The Rapid Growth of the Algerian Navy

The Algerian Navy has been on a buying frenzy in recent years, amassing a significant maritime force. In September 2014, representing the culmination of a longer term procurement project, Italy’s Orizzonte Sistemi Navali (OSN) delivered Algeria’s new flagship, an 8,800-tonne amphibious assault ship called the Kalaat Beni-Abbes. But newer projects than OSN’s are currently underway. A shipyard in Saint Petersburg, Russia is building two new Kilo-class diesel-electric submarines for Algeria, while two MEKO A200-class frigates, three F-22P Zulfiquar-class frigates, and two Tigr-class corvettes are being produced for service in the Algerian National Navy at shipyards ranging from Kiel to Karachi.

z classThis vastly outpaces the procurement projects of Algeria’s neighbours. In 1993, Algeria and Tunisia successfully resolved their maritime boundary dispute and have since launched several joint energy exploration projects. Tunisia’s 2010-2011 revolution and concerns in Algeria that the uprising might bring an Islamist regime to power created some uncertainty, but the bilateral relationship remains on the whole quite positive. Although the nearby Strait of Gibraltar has seen some heightened tension between British and Spanish maritime forces, Algeria is not a party to any of these confrontations. In this context, the aggressive expansion of the Algerian National Navy must be rather confusing.

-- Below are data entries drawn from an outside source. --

//! Ring communication example - point-to-point communication.
//!
//! Each worker sends data to the next worker in a ring pattern.
//!
//! Run with: cargo run --example ring

use ferrocomm::{Result, Universe};

fn main() -> Result<()> {
    env_logger::init();

    Universe::new(4)?.run(|world| {
        let rank = world.rank();
        let size = world.size();

        let next = (rank + 1) % size;
        let prev = (rank + size - 1) % size;

        let send_data = vec![rank as f64 * 100.0 + 1.0, rank as f64 * 100.0 + 2.0];
        let mut recv_data = vec![0.0; 2];

        println!("Rank {rank}: sending {send_data:?} to rank {next}");

        // Sends only enqueue, so every rank can send before receiving.
        world.send(&send_data, next, 0)?;
        let status = world.recv(&mut recv_data, prev, 0)?;
        println!(
            "Rank {rank}: received {recv_data:?} from rank {} (tag={}, count={})",
            status.source, status.tag, status.count
        );

        let expected = vec![prev as f64 * 100.0 + 1.0, prev as f64 * 100.0 + 2.0];
        assert_eq!(recv_data, expected, "Data mismatch!");

        world.barrier()?;

        if world.is_leader() {
            println!("\nRing communication test passed!");
        }
        Ok(())
    })?;
    Ok(())
}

However, it is possible that Algeria is preparing for a significant counter-piracy role. NATO’s Operation Unified Protector devastated the Libyan Navy. Currently, that country’s maritime forces consist of one Koni-class frigate, one Natya-class minesweeper, and two Polnocny-C landing ships. NATO air strikes in May 2011 totally destroyed Libya’s naval bases at Sirte, Khoms, and Tripoli. While the maritime forces loyal to the Libyan government are small in number and poorly equipped, rebels continue to hold a few ports in Libya’s east, though most were freed in a series of offensives during the summer and autumn of 2014. Earlier, in March 2014, one rebel militia succeeded in loading an oil tanker in defiance of the Libyan authorities, prompting the ouster of Prime Minister Ali Zeidan.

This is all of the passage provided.